Unprecedented U.S. labor shortage effects include canceled flights, closed community pools, delayed deliveries, congested ERs, and decreased public safety.

Compared to before the epidemic, there are currently 50% more employment vacancies. The jobless rate hasn’t been this low in almost 50 years.

What caused that, then? a set of government initiatives that increased demand for products and services while also reducing the labor supply.

Due to policy choices like the 18-month bonus on unemployment benefits, which allowed many people to make more money by not working than by working, workers left the labor force. Washington, meanwhile, boosted consumer and corporate demand for goods and services by dumping trillions of dollars in so-called COVID-19 assistance into the economy, roughly half of which came from Federal Reserve-printed money.

The outcome is an unparalleled labor shortage in the United States. Despite a 4.2 million rise in the number of adults aged 16 and over, there are 755,000 fewer people employed now than there were at the beginning of the epidemic.

3.3 million more people would be employed now if the employment-to-population ratio were the same as it was in February 2020, before the outbreak. Furthermore, economists predict that a decrease in the desired hours of work has almost twice the labor force decline’s extent.

Who then is no longer employed?

I calculated the “employment gap” for several groups of employees using both published and unpublished data from the Bureau of Labor Statistics Current Population survey. This disparity is the number of individuals who would be employed if the employment-to-population ratio had maintained at February 2020 levels as opposed to the number of persons who are now employed.

Contrary to what the media and certain politicians assert when pushing for additional entitlement programs at the federal level, neither mothers nor fathers make up the bulk of the job gap.

The employment differences between men and women are the same, and both are 2.1 percent lower than their pre-pandemic figures.

The employment gap for parents is also half that of nonparents. The closing of schools and childcare centers has been the subject of several economic studies, which have come to the conclusion that while parents—and women in particular—were more stressed as a result, their employment was not adversely impacted.

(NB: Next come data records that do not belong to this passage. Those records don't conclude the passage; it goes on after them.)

//! # Bootstrap Timing
//!
//! The engine must not touch the page before the host has rendered its
//! initial content. [`start`] polls [`Host::is_ready`] at a fixed interval
//! (bounded), runs the first registry refresh, waits a settle delay for the
//! page's own scripts to finish laying out, and only then applies first focus.

use std::fmt;
use std::time::Duration;

use log::{info, warn};

use crate::core::config::{DEFAULT_MAX_POLLS, DEFAULT_POLL_INTERVAL_MS, DEFAULT_SETTLE_DELAY_MS};
use crate::core::engine::Engine;
use crate::core::host::Host;

#[derive(Debug, Clone, Copy, PartialEq, Eq)]
pub struct BootstrapTiming {
    pub poll_interval: Duration,
    pub max_polls: u32,
    pub settle_delay: Duration,
}

impl Default for BootstrapTiming {
    fn default() -> Self {
        Self {
            poll_interval: Duration::from_millis(DEFAULT_POLL_INTERVAL_MS),
            max_polls: DEFAULT_MAX_POLLS,
            settle_delay: Duration::from_millis(DEFAULT_SETTLE_DELAY_MS),
        }
    }
}

#[derive(Debug, PartialEq, Eq)]
pub enum BootstrapError {
    /// The host never reported ready within `polls` checks.
    HostNotReady { polls: u32 },
}

impl fmt::Display for BootstrapError {
    fn fmt(&self, f: &mut fmt::Formatter<'_>) -> fmt::Result {
        match self {
            BootstrapError::HostNotReady { polls } => {
                write!(f, "host content not rendered after {polls} checks")
            }
        }
    }
}

impl std::error::Error for BootstrapError {}

/// Polls until the host is ready. The first check happens immediately, and
/// there is always at least one check: `max_polls = 0` means "don't wait".
pub async fn wait_until_ready<H: Host>(
    host: &H,
    timing: &BootstrapTiming,
) -> Result<u32, BootstrapError> {
    let max_polls = timing.max_polls.max(1);
    for poll in 1..=max_polls {
        if host.is_ready() {
            return Ok(poll);
        }
        if poll < max_polls {
            tokio::time::sleep(timing.poll_interval).await;
        }
    }
    warn!("Host not ready after {} polls", max_polls);
    Err(BootstrapError::HostNotReady { polls: max_polls })
}

/// Waits for the host, refreshes the registry, settles, then applies first
/// focus. Returns the element focused, if any.
pub async fn start<H: Host>(
    engine: &mut Engine<H>,
    timing: &BootstrapTiming,
) -> Result<Option<H::Element>, BootstrapError> {
    let polls = wait_until_ready(engine.host(), timing).await?;
    let eligible = engine.on_mutation();
    info!("Host ready after {} poll(s), {} eligible elements", polls, eligible);

    tokio::time::sleep(timing.settle_delay).await;
    Ok(engine.bootstrap())
}

#[cfg(test)]
mod tests {
    use super::*;
    use crate::core::engine::EngineOptions;
    use crate::core::focus::FocusState;
    use crate::core::geometry::Rect;
    use crate::test_support::TestHost;
    use tokio::time::Instant;

    fn timing() -> BootstrapTiming {
        BootstrapTiming {
            poll_interval: Duration::from_millis(500),
            max_polls: 4,
            settle_delay: Duration::from_millis(1500),
        }
    }

    #[tokio::test(start_paused = true)]
    async fn test_ready_host_returns_on_first_poll() {
        let host = TestHost::new();
        let before = Instant::now();
        assert_eq!(wait_until_ready(&host, &timing()).await, Ok(1));
        assert_eq!(before.elapsed(), Duration::ZERO);
    }

    #[tokio::test(start_paused = true)]
    async fn test_never_ready_gives_up() {
        let mut host = TestHost::new();
        host.ready = false;
        let before = Instant::now();

        let err = wait_until_ready(&host, &timing()).await.unwrap_err();
        assert_eq!(err, BootstrapError::HostNotReady { polls: 4 });
        // three sleeps between four checks
        assert_eq!(before.elapsed(), Duration::from_millis(1500));
        assert!(err.to_string().contains("4 checks"));
    }

    #[tokio::test(start_paused = true)]
    async fn test_zero_max_polls_still_checks_once() {
        let no_wait = BootstrapTiming {
            max_polls: 0,
            ..timing()
        };
        let mut host = TestHost::new();
        let before = Instant::now();
        assert_eq!(wait_until_ready(&host, &no_wait).await, Ok(1));

        host.ready = false;
        assert_eq!(
            wait_until_ready(&host, &no_wait).await,
            Err(BootstrapError::HostNotReady { polls: 1 })
        );
        assert_eq!(before.elapsed(), Duration::ZERO);
    }

    #[tokio::test(start_paused = true)]
    async fn test_start_with_zero_max_polls_focuses_ready_host() {
        let mut host = TestHost::new();
        let only = host.add_tagged("button", Rect::new(0.0, 0.0, 100.0, 100.0));
        let mut engine = Engine::new(host, EngineOptions::default());
        let no_wait = BootstrapTiming {
            max_polls: 0,
            ..timing()
        };

        assert_eq!(start(&mut engine, &no_wait).await, Ok(Some(only)));
    }

    #[tokio::test(start_paused = true)]
    async fn test_start_waits_settle_delay_then_focuses_first() {
        let mut host = TestHost::new();
        let first = host.add_tagged("button", Rect::new(0.0, 0.0, 100.0, 100.0));
        host.add_tagged("button", Rect::new(200.0, 0.0, 100.0, 100.0));
        let mut engine = Engine::new(host, EngineOptions::default());
        let before = Instant::now();

        let focused = start(&mut engine, &timing()).await.unwrap();

        assert_eq!(focused, Some(first));
        assert_eq!(engine.focus_state(), FocusState::Focused(first));
        assert_eq!(before.elapsed(), Duration::from_millis(1500));
    }

    #[tokio::test(start_paused = true)]
    async fn test_start_on_empty_page_stays_unset() {
        let mut engine = Engine::new(TestHost::new(), EngineOptions::default());
        assert_eq!(start(&mut engine, &timing()).await, Ok(None));
        assert_eq!(engine.focus_state(), FocusState::Unset);
    }

    #[tokio::test(start_paused = true)]
    async fn test_start_fails_without_focusing() {
        let mut host = TestHost::new();
        host.ready = false;
        host.add_tagged("button", Rect::new(0.0, 0.0, 100.0, 100.0));
        let mut engine = Engine::new(host, EngineOptions::default());

        assert!(start(&mut engine, &timing()).await.is_err());
        assert!(engine.host().focus_calls.is_empty());
    }
}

The employment declines of 3.0 percent among individuals aged 20 to 24 and 9.2 percent among those aged 65 and beyond are the main stories. The job reduction of younger employees would not be concerning if they were pursuing higher education, but since the epidemic started, undergraduate enrolment has decreased by 9.4%.

Policymakers should support independent work that can give older employees a flexible, be-your-own-boss alternative in order to improve employment among older Americans. Eliminating the Social Security retirement earnings criteria would also stimulate greater employment, boosting the economy and Social Security’s financial situation at the same time.

Given that these are the best years for acquiring knowledge, experience, and forming healthy living habits, the fall in employment and education among employees aged 20 to 24 is especially concerning.

Policymakers should make it simpler for young people to obtain education for a successful profession without the prohibitive expenditures of a college degree, in addition to removing welfare-without-work programs that might favor laziness and reliance over production and personal autonomy.

That entails phasing out federal subsidies that displace free and low-cost alternatives, supporting flourishing new industry-recognized apprenticeship programs rather than ending them, and recognizing the value of employer-provided education and training.

Additionally, governments must address the unchecked inflation that is eroding people’s ability to earn a living. Even if the average full-time worker’s pay rose by $3,100 over the previous year due to inflation, he is now really $2,200 poorer.

The U.S. labor shortage will harm all Americans if it is not addressed, since it would increase inflation, lower salaries, higher taxes, and shrink the economy. Expanding educational options, promoting flexible employment, abolishing benefits without labor, and reining in out-of-control federal expenditure are all necessary policy objectives.

michael Stepansky

Conducts studies in the field of political sciences.